Foi para “transformar o mundo” através de um “contrato social entre os líderes mundiais e os povos” que a ONU criou os 17 Objectivos de Desenvolvimento Sustentável (ODS). Inspirados no “sucesso” – relativo – dos Objectivos de Desenvolvimento do Milénio (ODM), estas novas metas pretendem ir mais longe e acabar, até 2030, com “todas as formas de pobreza” a nível mundial, entre outras metas ambiciosas. Resta agora transformar a teoria das boas intenções em práticas efectivas.

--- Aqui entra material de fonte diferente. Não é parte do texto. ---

//! Rust client for the Unsplash photo API
//!
//! Lists and samples photos from Unsplash and turns them into download
//! requests for the `photo-cache` crate. [`HttpPhotoSource`] is the HTTP
//! implementation of the cache's download source.
//!
//! # Example
//!
//! ```no_run
//! use std::sync::Arc;
//! use std::time::Duration;
//! use photo_cache::{PhotoCache, PhotoCacheConfig};
//! use unsplash_client::{HttpPhotoSource, SearchParams, UnsplashClient};
//!
//! # async fn example() -> Result<(), Box<dyn std::error::Error>> {
//! let client = UnsplashClient::new("my-access-key")?;
//! let cache = PhotoCache::open(
//!     PhotoCacheConfig::new("./cache/photos"),
//!     Arc::new(HttpPhotoSource::new()),
//! )
//! .await?;
//!
//! let photos = client.random_photos(5, &SearchParams::default()).await?;
//! let requests = photos
//!     .iter()
//!     .map(|p| p.download_request(Duration::from_secs(30)))
//!     .collect();
//! for item in cache.ensure_cached_many(requests).await {
//!     println!("{}: {}", item.photo_id, item.is_ok());
//! }
//! # Ok(())
//! # }
//! ```
//!
//! # API Coverage
//!
//! - `GET /photos/random` - One or many random photos, with filters
//! - `GET /photos` - Editorial feed, paged

mod client;
mod error;
mod source;
mod types;

pub use client::{UnsplashClient, MAX_PAGE_SIZE};
pub use error::{Result, UnsplashError};
pub use source::HttpPhotoSource;
pub use types::{
    Category, Orientation, ProfileImage, SearchParams, UnsplashLinks, UnsplashPhoto, UnsplashUrls,
    UnsplashUser, UserLinks,
};
//! TUI 应用主循环
//!
//! 进入全屏/原始模式，轮询 state_rx 与键盘事件，把按键翻译为 Command 发送给编排器，
//! 每帧用 draw 渲染 UiState；编排器发布 quitting 状态后退出。

use std::io::{self, Stdout};

use crossterm::{
    execute,
    terminal::{disable_raw_mode, enable_raw_mode, EnterAlternateScreen, LeaveAlternateScreen},
};
use ratatui::{backend::CrosstermBackend, Terminal};
use tokio::sync::{mpsc, watch};

use crate::core::{Command, UiState};
use crate::ui::event::{map_key, EventHandler};
use crate::ui::render::draw;

/// 运行 TUI：启用原始模式与全屏，循环 poll 事件 + 渲染，退出时恢复终端
pub async fn run_app(
    state_rx: watch::Receiver<UiState>,
    cmd_tx: mpsc::UnboundedSender<Command>,
) -> anyhow::Result<()> {
    enable_raw_mode()?;
    let mut stdout = io::stdout();
    execute!(stdout, EnterAlternateScreen)?;
    let backend = CrosstermBackend::new(stdout);
    let mut terminal = Terminal::new(backend)?;

    let result = event_loop(&mut terminal, state_rx, cmd_tx).await;
    restore_terminal(&mut terminal)?;
    result
}

async fn event_loop(
    terminal: &mut Terminal<CrosstermBackend<Stdout>>,
    state_rx: watch::Receiver<UiState>,
    cmd_tx: mpsc::UnboundedSender<Command>,
) -> anyhow::Result<()> {
    let events = EventHandler::default();
    loop {
        let state = state_rx.borrow().clone();
        if state.quitting {
            break;
        }

        terminal.draw(|f| draw(f, &state))?;

        if let Some(key) = events.poll()? {
            if let Some(cmd) = map_key(key, &state) {
                let quit = cmd == Command::Quit;
                if cmd_tx.send(cmd).is_err() || quit {
                    break;
                }
            }
        }

        tokio::task::yield_now().await;
    }
    Ok(())
}

fn restore_terminal(terminal: &mut Terminal<CrosstermBackend<Stdout>>) -> anyhow::Result<()> {
    disable_raw_mode()?;
    execute!(terminal.backend_mut(), LeaveAlternateScreen)?;
    terminal.show_cursor()?;
    Ok(())
}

Na Europa, e pese embora todos os demais desafios que a mesma tem vindo a enfrentar, estes objectivos têm sigo encarados por vários líderes como uma “oportunidade de ouro” para a economia e também como uma forma de tornar mais inclusivo e sustentável o Velho Continente. E foi precisamente para debater as melhores formas de implementar os ODS dentro e fora da Europa que, numa abordagem multi-stakeholder, cerca de 300 pessoas se reuniram em Bruxelas, nos passados dias 30 e 31 de Maio. Denominada “How to make SDGs Europe’s Business: A Multi-Stakeholder Approach”, a conferência informal foi promovida pelo Ministério dos Negócios Estrangeiros da Holanda, pelo Comité Económico e Social Europeu (CESE) e pela Rede de Soluções para o Desenvolvimento Sustentável (RSDS). O mesmo contou com a participação de indivíduos de diversos sectores e com as mais variadas experiências – como representantes de instituições europeias, governantes de diversos países, líderes empresariais, membros de instituições financeiras, filantropos, académicos e elementos da sociedade civil, incluindo sindicatos, associações de jovens e ONG. Explorar as melhores formas de atingir os ODS foi o complexo objectivo deste evento.

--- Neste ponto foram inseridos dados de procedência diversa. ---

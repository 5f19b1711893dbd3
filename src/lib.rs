//! Chronicle - 翻书选关 + 对话解谜的叙事关卡客户端
//!
//! 模块划分：
//! - **api**: 后端契约（GameBackend）与 HTTP / 进程内实现
//! - **config**: 应用配置加载（TOML + 环境变量）
//! - **core**: 错误、定时器调度、会话上下文、UiState 投影、主控循环
//! - **narrator**: 单关叙事状态机（打字对话 → 钥匙输入 → 提交 → 奖励）
//! - **navigator**: 翻书选关状态机与解锁/完成派生集合
//! - **observability**: tracing 订阅器初始化
//! - **ui**: Ratatui TUI 界面

pub mod api;
pub mod config;
pub mod core;
pub mod narrator;
pub mod navigator;
pub mod observability;
pub mod ui;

No discurso de abertura, o primeiro vice-presidente da Comissão Europeia, Frans Timmermans, sublinhou que o Velho Continente deve “dar o exemplo e agir”, considerando que os ODS reflectem os valores europeus e “proporcionam a promoção de um modelo social que a Europa deve continuar a defender e do qual deve sentir orgulho”. Uma ideia também bastante clara durante o encontro foi que muito do trabalho já está a ser desenvolvido junto dos cidadãos, por diversas empresas e organizações sem fins lucrativos, as quais têm vindo a estabelecer laços fortes e a criar soluções que vão ao encontro das metas do desenvolvimento sustentável. Cabe agora aos representantes dos Estados-membros da UE demonstrar que os ODS fazem, de facto, parte da agenda política e que a sua implementação será uma prioridade, até 2030.

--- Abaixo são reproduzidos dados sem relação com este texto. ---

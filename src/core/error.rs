//! 错误类型
//!
//! 三类错误都在发起调用的组件内部就地处理：写入用户可见的消息字段，
//! 提交钥匙时额外触发抖动反馈；不会向上冒泡导致会话崩溃，也没有自动重试。

use thiserror::Error;

/// 后端契约调用与输入校验可能出现的错误
#[derive(Error, Debug, Clone, PartialEq, Eq)]
pub enum GameError {
    /// 发起网络请求前即被拦下（如空钥匙）
    #[error("{0}")]
    Validation(String),

    /// 非 2xx 或响应体无法解析；message 优先取响应中的 detail
    #[error("{message}")]
    Request {
        status: Option<u16>,
        message: String,
    },

    /// 网络层失败（连接、超时等）
    #[error("{0}")]
    Transport(String),
}

impl GameError {
    pub fn request(status: Option<u16>, message: impl Into<String>) -> Self {
        Self::Request {
            status,
            message: message.into(),
        }
    }

    /// 展示给玩家的文本
    pub fn user_message(&self) -> String {
        self.to_string()
    }

    pub fn kind(&self) -> &'static str {
        match self {
            Self::Validation(_) => "validation",
            Self::Request { .. } => "request",
            Self::Transport(_) => "transport",
        }
    }
}

impl From<reqwest::Error> for GameError {
    fn from(e: reqwest::Error) -> Self {
        if e.is_decode() {
            Self::request(e.status().map(|s| s.as_u16()), format!("Malformed response: {}", e))
        } else {
            Self::Transport(e.to_string())
        }
    }
}

#[cfg(test)]
mod tests {
    use super::*;

    #[test]
    fn test_request_error_displays_message_only() {
        let err = GameError::request(Some(404), "Level not found");
        assert_eq!(err.user_message(), "Level not found");
        assert_eq!(err.kind(), "request");
    }

    #[test]
    fn test_validation_error_message() {
        let err = GameError::Validation("Enter the key word first.".into());
        assert_eq!(err.to_string(), "Enter the key word first.");
        assert_eq!(err.kind(), "validation");
    }
}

Paralelamente à primeira ideia – de que estes objectivos vão ao encontro dos princípios defendidos na Europa –, existe, contudo, a consciência de que nem tudo está bem – para não dizer que muito está mal – e de que os mesmos significam uma oportunidade de introspecção e mudança. Apesar de a Europa estar bem posicionada no que respeita ao cumprimento de algumas das metas estabelecidas, continuam a existir desafios que requerem uma acção particularmente urgente. Lidar com as alterações climáticas, por exemplo, implica seguir um longo caminho de transição entre a actual utilização de energia e um conjunto de políticas baseadas na ciência e na tecnologia e que potenciam a preservação ambiental e a sustentabilidade do planeta, respeitando os seus limites.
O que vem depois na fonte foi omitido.